Майор горемычно простонал, однако это был стон в бреду. Когда Беркут окликнул его, раненый не отозвался.
– Так вы не медсестра?
– Можете в этом не сомневаться.
– И не намерены больше ухаживать за этим офицером?
– Представьте себе, не намерена, – с вызовом ответила девушка. – Никакого желания, тем более что и получается это у меня кое-как. Надеюсь, у вас в отряде есть какой-нибудь медслужащий?
– К сожалению, нет.
– Значит, совсем худо. Когда майора занесли в мой дом, он был ранен только в ногу. Это еще куда ни шло. Солдаты обещали вернуться, но пока я перевязывала, на улице уже появились немцы. А я ведь учительница. У меня и сарая подходящего возле дома нет, то есть спрятать его негде было.
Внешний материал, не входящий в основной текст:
//! In-memory source and checkpoint store.

use super::cursor::Cursor;
use super::traits::{CheckpointStore, ItemSource};
use crate::types::Item;
use crate::Result;
use async_trait::async_trait;
use std::collections::HashMap;
use std::sync::{Arc, PoisonError, RwLock};

/// Item source backed by a sorted vector. Useful for tests and dry runs.
#[derive(Clone, Default)]
pub struct MemoryItemSource {
    items: Arc<RwLock<Vec<Item>>>,
}

impl MemoryItemSource {
    pub fn new(items: Vec<Item>) -> Self {
        let source = Self::default();
        for item in items {
            source.insert(item);
        }
        source
    }

    /// Insert keeping `(timestamp, id)` order.
    pub fn insert(&self, item: Item) {
        let mut items = self.items.write().unwrap_or_else(PoisonError::into_inner);
        let pos = items.partition_point(|i| i.position() < item.position());
        items.insert(pos, item);
    }

    pub fn len(&self) -> usize {
        self.items.read().unwrap_or_else(PoisonError::into_inner).len()
    }

    pub fn is_empty(&self) -> bool {
        self.len() == 0
    }
}

#[async_trait]
impl ItemSource for MemoryItemSource {
    async fn fetch_page(&self, after: &Cursor, limit: usize) -> Result<Vec<Item>> {
        let items = self.items.read().unwrap_or_else(PoisonError::into_inner);
        Ok(items
            .iter()
            .filter(|i| after.precedes(i))
            .take(limit)
            .cloned()
            .collect())
    }
}

#[derive(Clone, Default)]
pub struct MemoryCheckpointStore {
    blobs: Arc<RwLock<HashMap<String, String>>>,
}

impl MemoryCheckpointStore {
    pub fn new() -> Self {
        Self::default()
    }

    pub fn get(&self, key: &str) -> Option<String> {
        self.blobs
            .read()
            .unwrap_or_else(PoisonError::into_inner)
            .get(key)
            .cloned()
    }
}

#[async_trait]
impl CheckpointStore for MemoryCheckpointStore {
    async fn load(&self, key: &str) -> Result<Option<String>> {
        Ok(self.get(key))
    }

    async fn save(&self, key: &str, blob: &str) -> Result<()> {
        self.blobs
            .write()
            .unwrap_or_else(PoisonError::into_inner)
            .insert(key.to_string(), blob.to_string());
        Ok(())
    }

    async fn delete(&self, key: &str) -> Result<bool> {
        Ok(self
            .blobs
            .write()
            .unwrap_or_else(PoisonError::into_inner)
            .remove(key)
            .is_some())
    }
}

#[cfg(test)]
mod tests {
    use super::*;
    use chrono::{Duration, TimeZone, Utc};
    use tokio_test::{assert_ok, block_on};

    #[test]
    fn test_insert_keeps_keyset_order() {
        let t0 = Utc.with_ymd_and_hms(2024, 1, 1, 0, 0, 0).unwrap();
        let source = MemoryItemSource::new(vec![
            Item::new(3, "c", "", t0 + Duration::seconds(1)),
            Item::new(2, "b", "", t0),
            Item::new(1, "a", "", t0),
        ]);
        // same timestamp: ordered by id
        let page = assert_ok!(block_on(source.fetch_page(&Cursor::new(), 10)));
        let ids: Vec<i64> = page.iter().map(|i| i.id).collect();
        assert_eq!(ids, vec![1, 2, 3]);

        let mut cursor = Cursor::new();
        cursor.advance(&page[..2]);
        let rest = assert_ok!(block_on(source.fetch_page(&cursor, 10)));
        assert_eq!(rest.len(), 1);
        assert_eq!(rest[0].id, 3);
    }

    #[test]
    fn test_checkpoint_store_round_trip() {
        let store = MemoryCheckpointStore::new();
        assert_ok!(block_on(store.save("job.cursor", "{}")));
        assert_eq!(store.get("job.cursor").as_deref(), Some("{}"));
        assert!(assert_ok!(block_on(store.delete("job.cursor"))));
        assert!(!assert_ok!(block_on(store.delete("job.cursor"))));
    }
}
– И где же вы его все-таки спрятали?
– Стыдно признаться, но пришлось под койку, как в старых водевилях прятали любовников. Узнал бы кто-нибудь в селе…
– Стыдно, говорите? А вы хоть понимали, что если бы немцы обнаружили у вас раненого офицера, дом бы сожгли, а вас повесили?
– Вы так думаете? – испуганно спросила учительница. – Не взирая на то, что я учительница и делала это из гуманных побуждений?
В ответ Беркут лишь грустновато рассмеялся. Вряд ли он мог признаться, что, направляясь сюда, в тайне рассчитывал, что к болоту пробился кто-нибудь с правого берега. Вчера ночью телефонист доложил ему, что связь с правобережьем на какое-то время ожила и что из штаба сообщили: "Попробуем помочь вам с воздуха".
Что под этим подразумевалось, капитан не знал, однако сама эта весточка порождала надежду. Ту надежду, которая только что развеялась вместе с голосом обычной тыловой женщины.
– Здесь вы, капитан? – послышался голос Дзохова. И, не дожидаясь ответа, каким-то цирковым кувырком боец переметнулся через окно. – Слава богу, живы!
– Живы пока. Так куда его во второй раз ранило? – вновь обратился Беркут к учительнице.
– Даже не знаю. Куда-то в спину. Мы уже на склоне были. Но два немца… Патруль. Майор еще отстреливался. Одного, по-моему, убил.
– Ясно. Дзохов, возьмите его на спину.
– То есть как "на спину"? Вы что?! – испуганно вскрикнула учительница. – Вместе возьмем. На шинель.